When solidarity fails, it’s because people fail to realize that it’s a kludge, a statistical bet on the effects of these social structures. It’s because they mistake the structures that encourage people to dehumanize others and behave like assholes with the prevalence of actual psychopaths and assholes. They forget that God (or Odin or Krishna or whoever) has carefully sprinkled assholes and psychopaths throughout the population, so that they are represented among Black people and gay men and Deaf people and Jews and trans people and yes, even women.

Solidarity also fails when people fail to realize that the structure does not affect everyone equally. Of course, many people are smart enough to adjust their solidarity to take into account edge cases and intersectionalities. One well-known example is when women include gay men among their “girlfriends” – but absolutism fails here too, as many people have observed that there are gay men who are just as misogynist as any straight man.

Like any kludge, gender solidarity can be incredibly useful. But like any kludge, it works best when we know its limitations, use it sparingly, and try not to think of it as a stable long-term solution to our problems. See also: segregated bathrooms and gender roles.

We need support to be men

The author, big hairy scary man

This month there has been a lot of talk about support for alternatives to transition. In Slate, Michelle Goldberg wrote about a group of “gender-critical trans women,” including several who identify as transgender or transsexual. In a reaction to the shutdown of the CAMH clinic, Alice Dreger talked about people who were gender non-conforming children and didn’t transition, linking to a book called Blood and Visions, a post by Debra Soh and an interview with Sarah Hoffman. Maria Catt wrote about her experiences taking and dispensing testosterone to female-bodied people. Joel Nowak hoisted a great comment by Juniper asking, “Where are the examples of (so many) people who have lived long and well WITHOUT surgeries or hormones?” 4th Wave Now expanded on Juniper’s post, highlighting the value of alternatives to transition in reducing the incidence of trans suicides.

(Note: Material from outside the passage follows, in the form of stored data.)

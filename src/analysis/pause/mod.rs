/*!
 * Pause analysis: extraction, LLM-assisted recommendation, classification
 * and report synthesis.
 */

pub mod classify;
pub mod extract;
pub mod feedback;
pub mod prompts;
pub mod recommend;

pub use classify::{
    classify_pauses, quartiles, ClassificationThresholds, ClassifiedPauses, PauseLabel, ThresholdSource,
};
pub use extract::{extract_pauses, Pause};
pub use feedback::{build_report, heuristic_score, synthesize, CoachingAdvice, PauseStatistics, PauseSummary};
pub use recommend::{align, find_pause_indices};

We do need to hear more from examples of people who have successfully coped with gender dsyphoria without transitioning. So, let’s take a look at who’s represented in these articles:

  • Women who don’t suffer from chronic gender dysphoria (Goldberg, Dreger, Hoffman and 4th Wave Now)
  • Women who have dealt with dysphoria without transitioning (Soh and Juniper)
  • People raised as girls who transitioned to living as men, then detransitioned (Catt and the authors of Blood and Visions)
  • People raised as boys who transitioned to living as women, but are critical of transgender dogma and identify as male (the women interviewed by Goldberg)
  • People raised as boys who transitioned to living as women, then detransitioned (Joel and the author of Third Way Trans)

These are all important stories, important voices. But there’s a population missing: men who have dealt with dysphoria without transitioning. If people like Joel and Juniper are virtually invisible, people like me are actually invisible.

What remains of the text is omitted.